(Records supplied)
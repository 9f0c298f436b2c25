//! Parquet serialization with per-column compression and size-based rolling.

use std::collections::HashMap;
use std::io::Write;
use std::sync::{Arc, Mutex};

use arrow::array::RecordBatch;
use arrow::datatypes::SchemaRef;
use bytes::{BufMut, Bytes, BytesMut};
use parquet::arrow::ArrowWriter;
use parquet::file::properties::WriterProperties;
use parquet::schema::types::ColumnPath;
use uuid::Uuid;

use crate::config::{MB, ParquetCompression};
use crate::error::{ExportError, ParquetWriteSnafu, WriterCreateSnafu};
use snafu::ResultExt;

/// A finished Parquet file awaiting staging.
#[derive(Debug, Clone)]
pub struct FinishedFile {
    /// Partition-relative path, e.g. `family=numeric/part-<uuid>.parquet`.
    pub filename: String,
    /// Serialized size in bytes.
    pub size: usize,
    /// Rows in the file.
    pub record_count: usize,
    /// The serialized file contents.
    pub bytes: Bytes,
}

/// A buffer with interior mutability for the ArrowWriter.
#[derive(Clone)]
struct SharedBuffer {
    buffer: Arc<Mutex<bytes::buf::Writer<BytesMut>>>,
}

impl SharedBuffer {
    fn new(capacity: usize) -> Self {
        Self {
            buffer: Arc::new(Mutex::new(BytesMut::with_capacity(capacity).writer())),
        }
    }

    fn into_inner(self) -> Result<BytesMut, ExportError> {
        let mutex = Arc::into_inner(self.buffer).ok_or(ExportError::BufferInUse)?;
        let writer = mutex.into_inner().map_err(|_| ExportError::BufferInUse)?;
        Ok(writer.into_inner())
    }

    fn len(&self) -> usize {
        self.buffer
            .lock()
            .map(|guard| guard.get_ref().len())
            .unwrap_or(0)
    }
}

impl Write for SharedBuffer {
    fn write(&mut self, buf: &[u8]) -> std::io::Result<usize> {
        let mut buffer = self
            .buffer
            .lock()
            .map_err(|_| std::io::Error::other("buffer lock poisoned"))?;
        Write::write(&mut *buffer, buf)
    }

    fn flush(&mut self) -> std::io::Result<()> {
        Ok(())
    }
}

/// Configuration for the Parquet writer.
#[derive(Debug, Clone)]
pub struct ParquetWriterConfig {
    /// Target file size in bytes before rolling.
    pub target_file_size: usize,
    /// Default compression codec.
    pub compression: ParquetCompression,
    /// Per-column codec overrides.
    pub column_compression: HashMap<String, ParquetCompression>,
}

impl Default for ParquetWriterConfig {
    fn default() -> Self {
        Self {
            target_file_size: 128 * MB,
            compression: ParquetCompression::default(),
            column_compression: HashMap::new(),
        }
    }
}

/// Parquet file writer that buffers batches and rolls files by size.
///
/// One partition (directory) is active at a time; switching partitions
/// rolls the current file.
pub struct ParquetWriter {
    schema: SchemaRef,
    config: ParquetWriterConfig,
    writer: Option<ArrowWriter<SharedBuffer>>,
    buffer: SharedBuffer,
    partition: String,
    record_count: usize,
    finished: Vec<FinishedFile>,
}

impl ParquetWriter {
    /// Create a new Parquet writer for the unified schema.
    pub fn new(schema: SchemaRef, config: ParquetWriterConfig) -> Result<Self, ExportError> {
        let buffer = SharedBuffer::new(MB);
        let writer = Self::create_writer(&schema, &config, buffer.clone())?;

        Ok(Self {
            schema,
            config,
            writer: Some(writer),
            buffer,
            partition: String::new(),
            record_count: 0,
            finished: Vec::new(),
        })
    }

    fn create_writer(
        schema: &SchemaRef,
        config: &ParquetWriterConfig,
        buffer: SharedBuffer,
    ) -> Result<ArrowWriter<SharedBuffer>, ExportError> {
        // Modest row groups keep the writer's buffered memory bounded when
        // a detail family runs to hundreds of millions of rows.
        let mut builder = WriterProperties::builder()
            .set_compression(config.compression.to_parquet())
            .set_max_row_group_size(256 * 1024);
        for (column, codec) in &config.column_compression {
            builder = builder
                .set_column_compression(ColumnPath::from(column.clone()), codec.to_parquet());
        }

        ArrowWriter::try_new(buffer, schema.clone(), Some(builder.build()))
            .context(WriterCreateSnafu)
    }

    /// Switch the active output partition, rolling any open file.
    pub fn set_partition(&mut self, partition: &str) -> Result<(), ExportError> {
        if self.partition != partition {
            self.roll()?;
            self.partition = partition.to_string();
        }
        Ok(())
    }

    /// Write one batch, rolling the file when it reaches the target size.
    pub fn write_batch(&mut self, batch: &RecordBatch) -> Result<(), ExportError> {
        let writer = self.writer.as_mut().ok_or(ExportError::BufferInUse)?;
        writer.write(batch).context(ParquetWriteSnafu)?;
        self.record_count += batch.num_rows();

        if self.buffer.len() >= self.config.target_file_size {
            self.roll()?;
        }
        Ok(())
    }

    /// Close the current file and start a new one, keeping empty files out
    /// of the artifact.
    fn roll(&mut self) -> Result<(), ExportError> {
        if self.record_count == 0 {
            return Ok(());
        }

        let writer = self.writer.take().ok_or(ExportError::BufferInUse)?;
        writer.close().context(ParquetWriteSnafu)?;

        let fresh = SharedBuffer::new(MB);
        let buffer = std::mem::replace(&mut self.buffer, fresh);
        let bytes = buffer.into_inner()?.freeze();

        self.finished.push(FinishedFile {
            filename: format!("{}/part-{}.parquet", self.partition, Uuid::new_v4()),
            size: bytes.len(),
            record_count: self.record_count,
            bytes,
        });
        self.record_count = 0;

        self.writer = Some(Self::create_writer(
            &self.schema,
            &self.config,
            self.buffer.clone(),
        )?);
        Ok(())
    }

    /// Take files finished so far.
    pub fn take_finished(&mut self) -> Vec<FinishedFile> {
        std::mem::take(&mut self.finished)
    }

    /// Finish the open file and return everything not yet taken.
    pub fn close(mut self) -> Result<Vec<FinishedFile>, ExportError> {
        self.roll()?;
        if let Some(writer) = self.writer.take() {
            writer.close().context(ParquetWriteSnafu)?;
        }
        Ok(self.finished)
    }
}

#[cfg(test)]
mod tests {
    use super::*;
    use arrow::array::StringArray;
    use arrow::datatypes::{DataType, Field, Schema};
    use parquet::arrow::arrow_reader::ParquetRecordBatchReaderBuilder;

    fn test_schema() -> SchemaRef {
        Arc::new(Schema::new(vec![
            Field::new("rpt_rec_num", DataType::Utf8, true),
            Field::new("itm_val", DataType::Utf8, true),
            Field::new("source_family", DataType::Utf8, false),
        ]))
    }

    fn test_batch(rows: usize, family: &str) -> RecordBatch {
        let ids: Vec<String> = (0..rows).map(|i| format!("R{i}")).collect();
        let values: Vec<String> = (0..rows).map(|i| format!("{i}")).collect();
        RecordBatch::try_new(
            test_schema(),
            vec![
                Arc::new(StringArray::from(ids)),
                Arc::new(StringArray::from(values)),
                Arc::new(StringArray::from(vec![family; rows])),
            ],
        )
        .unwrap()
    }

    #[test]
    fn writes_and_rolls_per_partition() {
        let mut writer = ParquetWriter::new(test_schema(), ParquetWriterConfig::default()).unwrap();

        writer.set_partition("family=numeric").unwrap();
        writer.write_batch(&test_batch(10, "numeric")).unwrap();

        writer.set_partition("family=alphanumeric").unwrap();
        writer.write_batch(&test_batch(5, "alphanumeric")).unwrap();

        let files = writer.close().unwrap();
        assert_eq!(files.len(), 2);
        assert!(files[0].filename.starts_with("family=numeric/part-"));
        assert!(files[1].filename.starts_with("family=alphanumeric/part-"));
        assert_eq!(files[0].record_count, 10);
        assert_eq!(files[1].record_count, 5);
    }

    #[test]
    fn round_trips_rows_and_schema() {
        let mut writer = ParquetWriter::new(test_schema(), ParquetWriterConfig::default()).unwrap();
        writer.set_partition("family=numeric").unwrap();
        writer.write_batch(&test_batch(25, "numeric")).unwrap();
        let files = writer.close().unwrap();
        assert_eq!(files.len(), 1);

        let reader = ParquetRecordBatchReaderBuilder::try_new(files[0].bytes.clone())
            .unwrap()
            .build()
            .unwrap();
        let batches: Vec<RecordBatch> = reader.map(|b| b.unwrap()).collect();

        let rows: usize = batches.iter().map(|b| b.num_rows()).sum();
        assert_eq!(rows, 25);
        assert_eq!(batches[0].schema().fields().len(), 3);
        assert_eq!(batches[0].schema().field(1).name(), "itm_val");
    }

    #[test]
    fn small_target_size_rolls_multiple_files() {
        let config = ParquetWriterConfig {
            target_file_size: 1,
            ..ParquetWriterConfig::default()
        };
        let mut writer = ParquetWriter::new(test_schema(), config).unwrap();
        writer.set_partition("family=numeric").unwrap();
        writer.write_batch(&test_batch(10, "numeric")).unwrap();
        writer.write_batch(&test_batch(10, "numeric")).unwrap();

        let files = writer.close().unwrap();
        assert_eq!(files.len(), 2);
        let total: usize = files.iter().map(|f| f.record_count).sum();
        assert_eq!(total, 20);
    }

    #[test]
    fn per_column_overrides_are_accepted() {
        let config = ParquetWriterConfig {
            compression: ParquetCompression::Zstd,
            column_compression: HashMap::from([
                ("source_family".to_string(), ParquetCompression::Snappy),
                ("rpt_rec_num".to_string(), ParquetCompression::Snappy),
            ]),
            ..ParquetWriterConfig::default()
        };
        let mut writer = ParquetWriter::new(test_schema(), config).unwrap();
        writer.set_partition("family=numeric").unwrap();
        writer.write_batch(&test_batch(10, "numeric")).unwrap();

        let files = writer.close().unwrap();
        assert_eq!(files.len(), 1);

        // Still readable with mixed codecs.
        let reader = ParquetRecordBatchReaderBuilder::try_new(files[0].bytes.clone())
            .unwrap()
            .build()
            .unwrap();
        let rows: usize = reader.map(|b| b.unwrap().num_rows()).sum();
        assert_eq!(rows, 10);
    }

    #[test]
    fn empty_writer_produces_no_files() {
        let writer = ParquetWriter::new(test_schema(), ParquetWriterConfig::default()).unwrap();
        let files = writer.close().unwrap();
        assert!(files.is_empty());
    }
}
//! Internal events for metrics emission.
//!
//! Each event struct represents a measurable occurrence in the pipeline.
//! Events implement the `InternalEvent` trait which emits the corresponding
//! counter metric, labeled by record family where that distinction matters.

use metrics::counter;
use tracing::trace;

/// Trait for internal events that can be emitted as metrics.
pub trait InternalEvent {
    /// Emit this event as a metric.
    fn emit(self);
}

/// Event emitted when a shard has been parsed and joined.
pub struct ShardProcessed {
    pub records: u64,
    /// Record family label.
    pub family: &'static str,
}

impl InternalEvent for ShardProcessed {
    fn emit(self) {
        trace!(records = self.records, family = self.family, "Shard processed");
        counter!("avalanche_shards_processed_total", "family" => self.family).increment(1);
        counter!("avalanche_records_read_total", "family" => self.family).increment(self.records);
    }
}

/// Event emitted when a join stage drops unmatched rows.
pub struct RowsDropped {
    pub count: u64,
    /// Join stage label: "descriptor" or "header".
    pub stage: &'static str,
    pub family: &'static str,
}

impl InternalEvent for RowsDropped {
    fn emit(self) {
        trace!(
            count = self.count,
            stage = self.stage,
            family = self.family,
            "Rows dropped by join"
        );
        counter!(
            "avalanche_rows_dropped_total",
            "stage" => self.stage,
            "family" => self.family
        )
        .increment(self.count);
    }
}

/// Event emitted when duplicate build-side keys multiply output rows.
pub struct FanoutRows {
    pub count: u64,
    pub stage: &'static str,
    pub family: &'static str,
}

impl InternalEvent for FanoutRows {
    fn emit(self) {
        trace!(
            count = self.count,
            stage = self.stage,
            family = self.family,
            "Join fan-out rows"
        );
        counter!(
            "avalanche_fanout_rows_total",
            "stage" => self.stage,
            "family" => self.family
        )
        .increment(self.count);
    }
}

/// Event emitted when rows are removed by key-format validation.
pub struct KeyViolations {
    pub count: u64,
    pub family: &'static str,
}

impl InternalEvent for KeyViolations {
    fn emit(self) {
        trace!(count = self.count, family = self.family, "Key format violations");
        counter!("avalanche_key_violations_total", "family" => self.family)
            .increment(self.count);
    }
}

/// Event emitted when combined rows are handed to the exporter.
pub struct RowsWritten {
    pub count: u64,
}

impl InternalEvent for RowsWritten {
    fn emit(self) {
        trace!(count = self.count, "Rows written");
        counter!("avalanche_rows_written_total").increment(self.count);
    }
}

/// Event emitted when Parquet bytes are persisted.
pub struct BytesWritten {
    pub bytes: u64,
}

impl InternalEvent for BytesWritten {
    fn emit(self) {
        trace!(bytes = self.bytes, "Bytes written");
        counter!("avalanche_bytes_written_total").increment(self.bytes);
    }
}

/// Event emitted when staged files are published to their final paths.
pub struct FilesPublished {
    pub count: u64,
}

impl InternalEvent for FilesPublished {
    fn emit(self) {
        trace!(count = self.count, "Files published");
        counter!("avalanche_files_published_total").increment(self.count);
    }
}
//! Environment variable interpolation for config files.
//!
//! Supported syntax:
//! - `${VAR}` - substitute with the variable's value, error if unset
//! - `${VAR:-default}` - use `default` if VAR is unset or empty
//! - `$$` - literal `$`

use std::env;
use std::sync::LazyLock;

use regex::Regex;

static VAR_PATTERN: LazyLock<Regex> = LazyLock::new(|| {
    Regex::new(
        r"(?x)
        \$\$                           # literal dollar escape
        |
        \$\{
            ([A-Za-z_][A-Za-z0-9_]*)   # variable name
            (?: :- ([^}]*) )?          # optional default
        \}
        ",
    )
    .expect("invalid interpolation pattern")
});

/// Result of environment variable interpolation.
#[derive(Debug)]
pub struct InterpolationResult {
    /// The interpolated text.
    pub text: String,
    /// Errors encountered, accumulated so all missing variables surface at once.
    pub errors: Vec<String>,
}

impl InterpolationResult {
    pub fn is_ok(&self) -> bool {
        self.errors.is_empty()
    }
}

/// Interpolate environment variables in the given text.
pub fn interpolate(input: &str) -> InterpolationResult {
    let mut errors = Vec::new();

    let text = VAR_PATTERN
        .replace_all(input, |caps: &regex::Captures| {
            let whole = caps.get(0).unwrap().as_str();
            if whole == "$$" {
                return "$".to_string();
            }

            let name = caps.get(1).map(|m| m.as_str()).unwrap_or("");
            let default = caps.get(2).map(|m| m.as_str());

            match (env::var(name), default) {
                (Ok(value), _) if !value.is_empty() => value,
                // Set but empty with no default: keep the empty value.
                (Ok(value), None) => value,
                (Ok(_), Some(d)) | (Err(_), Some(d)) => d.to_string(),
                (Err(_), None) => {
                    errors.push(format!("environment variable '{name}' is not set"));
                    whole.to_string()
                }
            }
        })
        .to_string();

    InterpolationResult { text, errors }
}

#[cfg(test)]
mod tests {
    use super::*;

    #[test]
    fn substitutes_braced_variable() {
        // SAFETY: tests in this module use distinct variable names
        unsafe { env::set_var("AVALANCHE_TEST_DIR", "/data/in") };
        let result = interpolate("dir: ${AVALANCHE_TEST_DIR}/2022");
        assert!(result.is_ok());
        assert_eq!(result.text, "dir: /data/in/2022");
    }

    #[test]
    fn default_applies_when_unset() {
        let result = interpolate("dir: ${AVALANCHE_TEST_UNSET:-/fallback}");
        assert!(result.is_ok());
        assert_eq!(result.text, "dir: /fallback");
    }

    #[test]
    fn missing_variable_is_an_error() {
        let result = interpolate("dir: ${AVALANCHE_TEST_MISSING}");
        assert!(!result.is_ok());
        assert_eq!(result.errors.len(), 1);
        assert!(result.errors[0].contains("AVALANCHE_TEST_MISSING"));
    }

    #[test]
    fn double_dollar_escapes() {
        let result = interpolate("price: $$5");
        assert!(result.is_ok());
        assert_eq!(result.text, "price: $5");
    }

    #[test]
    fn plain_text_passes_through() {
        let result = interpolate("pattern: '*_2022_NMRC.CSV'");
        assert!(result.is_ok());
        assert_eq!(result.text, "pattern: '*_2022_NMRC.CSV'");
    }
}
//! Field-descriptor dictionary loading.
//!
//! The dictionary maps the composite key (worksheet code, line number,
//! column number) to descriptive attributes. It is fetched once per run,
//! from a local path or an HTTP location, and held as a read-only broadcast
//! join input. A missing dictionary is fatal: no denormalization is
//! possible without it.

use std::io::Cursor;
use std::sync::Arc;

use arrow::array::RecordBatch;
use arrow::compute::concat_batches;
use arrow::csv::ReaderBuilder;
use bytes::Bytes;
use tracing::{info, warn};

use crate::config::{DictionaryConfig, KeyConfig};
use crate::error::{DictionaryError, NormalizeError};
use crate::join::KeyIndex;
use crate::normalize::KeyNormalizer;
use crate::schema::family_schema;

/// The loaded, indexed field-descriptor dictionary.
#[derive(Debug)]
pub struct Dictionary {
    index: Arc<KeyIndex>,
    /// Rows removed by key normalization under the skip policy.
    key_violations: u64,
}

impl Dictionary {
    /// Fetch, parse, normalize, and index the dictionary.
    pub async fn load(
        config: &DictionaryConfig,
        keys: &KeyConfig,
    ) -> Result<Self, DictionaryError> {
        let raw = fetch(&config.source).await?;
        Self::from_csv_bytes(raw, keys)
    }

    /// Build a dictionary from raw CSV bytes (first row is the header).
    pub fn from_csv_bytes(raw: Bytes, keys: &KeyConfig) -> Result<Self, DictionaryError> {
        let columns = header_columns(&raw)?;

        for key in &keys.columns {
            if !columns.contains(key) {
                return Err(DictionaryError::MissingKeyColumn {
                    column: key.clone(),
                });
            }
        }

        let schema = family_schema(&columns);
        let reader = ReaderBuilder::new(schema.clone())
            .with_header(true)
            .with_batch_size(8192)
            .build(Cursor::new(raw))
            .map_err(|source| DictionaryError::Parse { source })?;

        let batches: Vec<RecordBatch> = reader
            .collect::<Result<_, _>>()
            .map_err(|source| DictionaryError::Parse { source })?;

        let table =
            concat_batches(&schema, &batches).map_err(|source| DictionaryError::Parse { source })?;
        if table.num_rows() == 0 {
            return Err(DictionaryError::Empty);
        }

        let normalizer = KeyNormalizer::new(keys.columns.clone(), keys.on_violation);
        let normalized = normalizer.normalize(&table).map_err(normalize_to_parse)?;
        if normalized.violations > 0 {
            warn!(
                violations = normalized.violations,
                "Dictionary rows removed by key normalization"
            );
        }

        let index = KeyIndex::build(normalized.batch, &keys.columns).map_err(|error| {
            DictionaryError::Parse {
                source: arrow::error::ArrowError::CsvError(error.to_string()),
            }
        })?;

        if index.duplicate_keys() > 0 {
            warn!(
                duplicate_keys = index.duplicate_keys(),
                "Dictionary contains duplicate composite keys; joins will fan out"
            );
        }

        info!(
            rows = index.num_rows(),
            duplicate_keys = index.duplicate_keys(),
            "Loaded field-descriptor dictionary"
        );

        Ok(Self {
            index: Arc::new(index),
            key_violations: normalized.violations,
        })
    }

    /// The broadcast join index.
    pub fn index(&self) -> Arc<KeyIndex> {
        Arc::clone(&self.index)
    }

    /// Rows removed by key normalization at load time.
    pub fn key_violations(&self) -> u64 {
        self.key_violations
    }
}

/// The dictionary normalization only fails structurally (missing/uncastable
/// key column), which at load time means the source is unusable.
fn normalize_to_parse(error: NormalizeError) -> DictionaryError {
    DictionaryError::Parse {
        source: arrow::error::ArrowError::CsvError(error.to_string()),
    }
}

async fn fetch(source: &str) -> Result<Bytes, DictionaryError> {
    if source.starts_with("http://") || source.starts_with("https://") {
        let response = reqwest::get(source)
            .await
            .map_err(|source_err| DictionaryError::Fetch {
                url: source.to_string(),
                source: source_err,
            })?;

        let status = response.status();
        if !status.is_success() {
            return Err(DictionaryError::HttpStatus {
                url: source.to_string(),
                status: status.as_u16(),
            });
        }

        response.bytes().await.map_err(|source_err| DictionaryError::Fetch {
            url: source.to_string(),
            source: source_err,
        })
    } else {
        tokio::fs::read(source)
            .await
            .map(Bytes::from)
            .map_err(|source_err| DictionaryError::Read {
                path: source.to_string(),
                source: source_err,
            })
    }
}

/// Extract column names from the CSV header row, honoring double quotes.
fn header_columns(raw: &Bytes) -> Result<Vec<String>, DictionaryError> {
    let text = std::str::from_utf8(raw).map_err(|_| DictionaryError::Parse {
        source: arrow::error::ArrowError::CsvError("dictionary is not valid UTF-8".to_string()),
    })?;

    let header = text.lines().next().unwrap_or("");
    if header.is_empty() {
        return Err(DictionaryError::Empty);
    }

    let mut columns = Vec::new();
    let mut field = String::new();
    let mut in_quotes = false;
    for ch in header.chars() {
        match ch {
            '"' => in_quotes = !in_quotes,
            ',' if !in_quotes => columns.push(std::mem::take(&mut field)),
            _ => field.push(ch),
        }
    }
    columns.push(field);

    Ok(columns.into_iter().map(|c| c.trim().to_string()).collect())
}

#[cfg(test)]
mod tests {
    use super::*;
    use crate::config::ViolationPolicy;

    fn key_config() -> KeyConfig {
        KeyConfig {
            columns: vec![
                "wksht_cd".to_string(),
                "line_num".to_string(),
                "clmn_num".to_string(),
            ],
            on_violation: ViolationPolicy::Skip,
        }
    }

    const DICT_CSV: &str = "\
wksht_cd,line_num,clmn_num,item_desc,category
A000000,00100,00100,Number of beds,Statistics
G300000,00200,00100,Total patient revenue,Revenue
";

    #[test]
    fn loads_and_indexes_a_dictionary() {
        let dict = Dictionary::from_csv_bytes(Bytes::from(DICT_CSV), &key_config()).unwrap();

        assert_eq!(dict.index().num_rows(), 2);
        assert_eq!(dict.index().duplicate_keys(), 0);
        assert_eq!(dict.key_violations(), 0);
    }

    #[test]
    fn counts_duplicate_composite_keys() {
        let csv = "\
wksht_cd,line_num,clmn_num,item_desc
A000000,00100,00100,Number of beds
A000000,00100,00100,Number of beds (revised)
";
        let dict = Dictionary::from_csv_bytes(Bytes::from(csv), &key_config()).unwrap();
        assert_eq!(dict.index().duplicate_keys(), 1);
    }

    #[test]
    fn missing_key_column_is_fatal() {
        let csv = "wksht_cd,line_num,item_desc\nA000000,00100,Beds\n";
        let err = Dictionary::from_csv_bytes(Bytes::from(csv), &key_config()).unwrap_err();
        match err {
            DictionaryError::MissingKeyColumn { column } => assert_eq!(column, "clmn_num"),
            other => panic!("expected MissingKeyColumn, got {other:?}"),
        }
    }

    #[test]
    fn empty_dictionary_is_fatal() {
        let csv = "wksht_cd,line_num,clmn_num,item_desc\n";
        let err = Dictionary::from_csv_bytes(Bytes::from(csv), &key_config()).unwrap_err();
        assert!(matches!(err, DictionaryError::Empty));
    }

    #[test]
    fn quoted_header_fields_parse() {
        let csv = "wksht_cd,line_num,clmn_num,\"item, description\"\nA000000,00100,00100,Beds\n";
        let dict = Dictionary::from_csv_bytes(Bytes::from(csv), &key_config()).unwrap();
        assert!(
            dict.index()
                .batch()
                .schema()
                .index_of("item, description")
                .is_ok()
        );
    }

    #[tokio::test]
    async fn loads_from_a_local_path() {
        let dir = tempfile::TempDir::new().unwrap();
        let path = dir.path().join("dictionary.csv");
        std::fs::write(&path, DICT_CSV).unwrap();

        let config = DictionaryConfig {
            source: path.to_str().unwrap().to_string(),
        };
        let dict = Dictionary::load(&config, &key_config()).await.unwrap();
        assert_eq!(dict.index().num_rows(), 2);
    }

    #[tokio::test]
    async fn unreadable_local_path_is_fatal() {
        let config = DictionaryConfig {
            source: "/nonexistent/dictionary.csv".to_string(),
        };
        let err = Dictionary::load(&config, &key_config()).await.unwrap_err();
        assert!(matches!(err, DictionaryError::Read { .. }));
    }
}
(End Records supplied)
### Exercise requirements
Find every line in the records above that contains the word "HashMap", and copy each one.

### Result
use std::collections::HashMap;
    pub column_compression: HashMap<String, ParquetCompression>,
            column_compression: HashMap::new(),
            column_compression: HashMap::from([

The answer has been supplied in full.